O próximo 24 de fevereiro recorda o terceiro aniversário do início da invasão da Ucrânia pelo maior país em extensão territorial do planeta, rico em recursos minerais e potência nuclear. Três anos de bombardeios, ataques quase diários com mísseis e drones contra estruturas civis, que não obstante o número de vítimas e a grande destruição, não tirou da população ucraniana o desejo de lutar por sua liberdade e autodeterminação.
Svitlana Dukhovych – Cidade do Vaticano
Em vista do terceiro aniversário da invasão russa da Ucrânia, a Rádio Vaticano/Vatican News entrevistou o bispo auxiliar da Diocese católica romana de Kiev-Zhytomyr, dom Oleksandr Yazlovetskiy:
Vossa Excelência, quais seus sentimentos na iminência do terceiro aniversário da guerra em larga escala?

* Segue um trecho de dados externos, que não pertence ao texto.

//! Named-component resolution
//!
//! Writers, processors, filters and formatters can be created from a
//! symbolic name plus an options payload. Each kind has its own
//! [`PluginManager`]: an alias table and a factory table. Lookup is
//! case-insensitive.

use super::error::{LoggerError, Result};
use crate::filters::{self, Filter, Validator};
use crate::formatters::{self, Formatter};
use crate::processors::{self, Processor};
use crate::writers::{self, Writer};
use serde_json::Value;
use std::collections::HashMap;
use std::fmt;
use std::sync::Arc;

/// Component kinds served by a [`Registry`]
#[derive(Debug, Clone, Copy, PartialEq, Eq, Hash)]
pub enum PluginKind {
    Writer,
    Processor,
    Filter,
    Formatter,
}

impl PluginKind {
    pub fn to_str(&self) -> &'static str {
        match self {
            PluginKind::Writer => "writer",
            PluginKind::Processor => "processor",
            PluginKind::Filter => "filter",
            PluginKind::Formatter => "formatter",
        }
    }
}

impl fmt::Display for PluginKind {
    fn fmt(&self, f: &mut fmt::Formatter<'_>) -> fmt::Result {
        f.write_str(self.to_str())
    }
}

/// A component produced by a factory
pub enum Plugin {
    Writer(Box<dyn Writer>),
    Processor(Box<dyn Processor>),
    Filter(Box<dyn Filter>),
    Formatter(Box<dyn Formatter>),
}

impl Plugin {
    pub fn kind(&self) -> PluginKind {
        match self {
            Plugin::Writer(_) => PluginKind::Writer,
            Plugin::Processor(_) => PluginKind::Processor,
            Plugin::Filter(_) => PluginKind::Filter,
            Plugin::Formatter(_) => PluginKind::Formatter,
        }
    }
}

/// Builds a component from its options payload
pub type Factory = Arc<dyn Fn(&Registry, &Value) -> Result<Plugin> + Send + Sync>;

/// Alias and factory tables for one component kind
pub struct PluginManager {
    kind: PluginKind,
    aliases: HashMap<String, String>,
    factories: HashMap<String, Factory>,
}

impl PluginManager {
    pub fn new(kind: PluginKind) -> Self {
        Self {
            kind,
            aliases: HashMap::new(),
            factories: HashMap::new(),
        }
    }

    pub fn kind(&self) -> PluginKind {
        self.kind
    }

    /// Register a factory under `name`, replacing any previous one
    pub fn register<F>(&mut self, name: &str, factory: F)
    where
        F: Fn(&Registry, &Value) -> Result<Plugin> + Send + Sync + 'static,
    {
        self.factories.insert(name.to_lowercase(), Arc::new(factory));
    }

    /// Make `alias` resolve to the factory registered as `target`
    pub fn alias(&mut self, alias: &str, target: &str) {
        self.aliases.insert(alias.to_lowercase(), target.to_lowercase());
    }

    fn canonical(&self, name: &str) -> String {
        let name = name.to_lowercase();
        self.aliases.get(&name).cloned().unwrap_or(name)
    }

    pub fn has(&self, name: &str) -> bool {
        self.factories.contains_key(&self.canonical(name))
    }

    /// Registered factory names, sorted
    pub fn names(&self) -> Vec<String> {
        let mut names: Vec<String> = self.factories.keys().cloned().collect();
        names.sort();
        names
    }

    /// Run the factory for `name` and check the component kind
    pub fn create(&self, registry: &Registry, name: &str, options: &Value) -> Result<Plugin> {
        let factory = self
            .factories
            .get(&self.canonical(name))
            .ok_or_else(|| LoggerError::not_found(self.kind.to_str(), name))?;

        let plugin = factory(registry, options)?;
        if plugin.kind() != self.kind {
            return Err(LoggerError::invalid_service(
                self.kind.to_str(),
                name,
                format!("the factory produced a {}, not a {}", plugin.kind(), self.kind),
            ));
        }
        Ok(plugin)
    }
}

/// The four plugin managers plus the named validators used by the
/// validator filter.
///
/// `Registry::default()` comes with the built-in components registered.
pub struct Registry {
    writers: PluginManager,
    processors: PluginManager,
    filters: PluginManager,
    formatters: PluginManager,
    validators: HashMap<String, Arc<dyn Validator>>,
}

impl Registry {
    /// A registry with no components at all
    pub fn empty() -> Self {
        Self {
            writers: PluginManager::new(PluginKind::Writer),
            processors: PluginManager::new(PluginKind::Processor),
            filters: PluginManager::new(PluginKind::Filter),
            formatters: PluginManager::new(PluginKind::Formatter),
            validators: HashMap::new(),
        }
    }

    pub fn new() -> Self {
        let mut registry = Self::empty();
        registry.register_builtins();
        registry
    }

    fn register_builtins(&mut self) {
        self.writers.register("noop", |registry, options| {
            Ok(Plugin::Writer(Box::new(writers::NoopWriter::from_options(options, registry)?)))
        });
        self.writers.alias("null", "noop");
        self.writers.register("stream", |registry, options| {
            Ok(Plugin::Writer(Box::new(writers::StreamWriter::from_options(options, registry)?)))
        });

        self.processors.register("backtrace", |_, options| {
            Ok(Plugin::Processor(Box::new(processors::Backtrace::from_options(options)?)))
        });
        self.processors.register("psrplaceholder", |_, _| {
            Ok(Plugin::Processor(Box::new(processors::PsrPlaceholder::new())))
        });
        self.processors.register("referenceid", |_, _| {
            Ok(Plugin::Processor(Box::new(processors::ReferenceId::new())))
        });
        self.processors.register("requestid", |_, _| {
            Ok(Plugin::Processor(Box::new(processors::RequestId::new())))
        });

        self.filters.register("priority", |_, options| {
            Ok(Plugin::Filter(Box::new(filters::PriorityFilter::from_options(options)?)))
        });
        self.filters.register("regex", |_, options| {
            Ok(Plugin::Filter(Box::new(filters::RegexFilter::from_options(options)?)))
        });
        self.filters.register("suppress", |_, options| {
            Ok(Plugin::Filter(Box::new(filters::SuppressFilter::from_options(options)?)))
        });
        self.filters.alias("suppressfilter", "suppress");
        self.filters.register("validator", |registry, options| {
            Ok(Plugin::Filter(Box::new(filters::ValidatorFilter::from_options(
                options,
                &registry.validators,
            )?)))
        });

        self.formatters.register("simple", |_, options| {
            Ok(Plugin::Formatter(Box::new(formatters::Simple::from_options(options)?)))
        });
        self.formatters.register("base", |_, options| {
            Ok(Plugin::Formatter(Box::new(formatters::Base::from_options(options)?)))
        });
        self.formatters.register("json", |_, options| {
            Ok(Plugin::Formatter(Box::new(formatters::Json::from_options(options)?)))
        });
    }

    pub fn writers(&self) -> &PluginManager {
        &self.writers
    }

    pub fn writers_mut(&mut self) -> &mut PluginManager {
        &mut self.writers
    }

    pub fn processors(&self) -> &PluginManager {
        &self.processors
    }

    pub fn processors_mut(&mut self) -> &mut PluginManager {
        &mut self.processors
    }

    pub fn filters(&self) -> &PluginManager {
        &self.filters
    }

    pub fn filters_mut(&mut self) -> &mut PluginManager {
        &mut self.filters
    }

    pub fn formatters(&self) -> &PluginManager {
        &self.formatters
    }

    pub fn formatters_mut(&mut self) -> &mut PluginManager {
        &mut self.formatters
    }

    /// Make a validator available to `validator` filters under `name`
    pub fn register_validator(&mut self, name: impl Into<String>, validator: Arc<dyn Validator>) {
        self.validators.insert(name.into(), validator);
    }

    pub fn validator(&self, name: &str) -> Option<Arc<dyn Validator>> {
        self.validators.get(name).cloned()
    }

    pub fn writer(&self, name: &str, options: &Value) -> Result<Box<dyn Writer>> {
        match self.writers.create(self, name, options)? {
            Plugin::Writer(writer) => Ok(writer),
            other => Err(mismatch(PluginKind::Writer, name, &other)),
        }
    }

    pub fn processor(&self, name: &str, options: &Value) -> Result<Box<dyn Processor>> {
        match self.processors.create(self, name, options)? {
            Plugin::Processor(processor) => Ok(processor),
            other => Err(mismatch(PluginKind::Processor, name, &other)),
        }
    }

    pub fn filter(&self, name: &str, options: &Value) -> Result<Box<dyn Filter>> {
        match self.filters.create(self, name, options)? {
            Plugin::Filter(filter) => Ok(filter),
            other => Err(mismatch(PluginKind::Filter, name, &other)),
        }
    }

    pub fn formatter(&self, name: &str, options: &Value) -> Result<Box<dyn Formatter>> {
        match self.formatters.create(self, name, options)? {
            Plugin::Formatter(formatter) => Ok(formatter),
            other => Err(mismatch(PluginKind::Formatter, name, &other)),
        }
    }
}

fn mismatch(kind: PluginKind, name: &str, plugin: &Plugin) -> LoggerError {
    LoggerError::invalid_service(
        kind.to_str(),
        name,
        format!("the factory produced a {}, not a {}", plugin.kind(), kind),
    )
}

impl Default for Registry {
    fn default() -> Self {
        Self::new()
    }
}

#[cfg(test)]
mod tests {
    use super::*;
    use crate::core::{Event, Severity};
    use serde_json::json;

    #[test]
    fn test_builtin_names() {
        let registry = Registry::default();
        assert_eq!(registry.writers().names(), vec!["noop", "stream"]);
        assert_eq!(
            registry.processors().names(),
            vec!["backtrace", "psrplaceholder", "referenceid", "requestid"]
        );
        assert_eq!(registry.filters().names(), vec!["priority", "regex", "suppress", "validator"]);
        assert_eq!(registry.formatters().names(), vec!["base", "json", "simple"]);
        assert!(Registry::empty().writers().names().is_empty());
    }

    #[test]
    fn test_aliases_and_case_insensitive_lookup() {
        let registry = Registry::default();
        assert_eq!(registry.writer("NULL", &Value::Null).unwrap().name(), "noop");
        assert_eq!(registry.processor("RequestId", &Value::Null).unwrap().name(), "requestid");

        let filter = registry.filter("SuppressFilter", &json!({"suppress": true})).unwrap();
        assert!(!filter.filter(&Event::new(Severity::Emerg, "m")));
    }

    #[test]
    fn test_unknown_name_is_not_found() {
        let err = Registry::default().writer("mock", &Value::Null).err().expect("unknown writer");
        assert_eq!(
            err.to_string(),
            "A plugin by the name \"mock\" was not found in the writer plugin manager"
        );
    }

    #[test]
    fn test_wrong_kind_is_invalid_service() {
        let mut registry = Registry::default();
        registry.writers_mut().register("sneaky", |_, _| {
            Ok(Plugin::Processor(Box::new(crate::processors::PsrPlaceholder::new())))
        });

        let err = registry.writer("sneaky", &Value::Null).err().expect("kind mismatch");
        assert!(matches!(err, LoggerError::InvalidService { .. }));
        assert!(err.to_string().contains("produced a processor"));
    }

    #[test]
    fn test_validator_filter_resolves_named_validator() {
        let mut registry = Registry::default();
        registry.register_validator("digits", Arc::new(|v: &str| v.chars().all(|c| c.is_ascii_digit())));

        let filter = registry.filter("validator", &json!({"validator": "digits"})).unwrap();
        assert!(filter.filter(&Event::new(Severity::Info, "42")));
        assert!(!filter.filter(&Event::new(Severity::Info, "forty-two")));

        let err = registry
            .filter("validator", &json!({"validator": 7}))
            .err()
            .expect("non-string validator");
        assert!(err.is_invalid_argument());
    }
}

Antes de tudo, com um sentimento de grande gratidão a Deus pelo fato de que, não obstante os três anos de invasão por parte do maior país do mundo – porque a Rússia ocupa cerca de 11% do território da Terra – ainda existimos como nação; existem a nossa língua e nossa cultura. Sentimos essa gratidão, porque vemos que Deus está nos ajudando, vemos que a oração dá frutos. Muitos cristãos rezam por nós. O Santo Padre reza por nós e vemos que Deus ouve essas orações e vem em nosso auxílio. Nossos fiéis viveram esses três anos depositando sua esperança no Senhor que é o Rei da paz. Isso também é demonstrado pelos temas aos quais nossos bispos latinos dedicaram cada ano da guerra. O primeiro ano da invasão em larga escala da Ucrânia pela Rússia foi declarado o Ano da Santa Cruz; os bispos ainda não sabiam que a guerra estava prestes a começar. O segundo ano foi dedicado à Divina Misericórdia: pedimos muito a Deus que viesse em nosso auxílio e acabasse com esta guerra. Este último ano, 2024, foi dedicado a São Miguel Arcanjo. Esse sentimento de grande gratidão a Deus também é acompanhado por um sentimento de grande injustiça e, às vezes, para dizer a verdade, de desespero, porque dezenas de drones, às vezes mísseis balísticos, atacam nossas cidades quase todas as noites. Por exemplo, esta noite [18 de fevereiro, ndr] – Já li as notícias – aqui em Kiev ouvimos o barulho dos drones passando bem perto do centro. Segundo as notícias que recebemos, nosso país foi atacado por 176 drones russos. As pessoas estão um pouco cansadas, porque todas as noites ouvem os barulhos desses drones e as explosões, porque a defesa antiaérea os está abatendo. Muitos têm medo, muitas famílias têm crianças; elas os acordam e tentam escondê-los, pelo menos no cômodos mais protegidos de seus apartamentos, geralmente nos banheiros. Então, toda guerra é uma grande dor.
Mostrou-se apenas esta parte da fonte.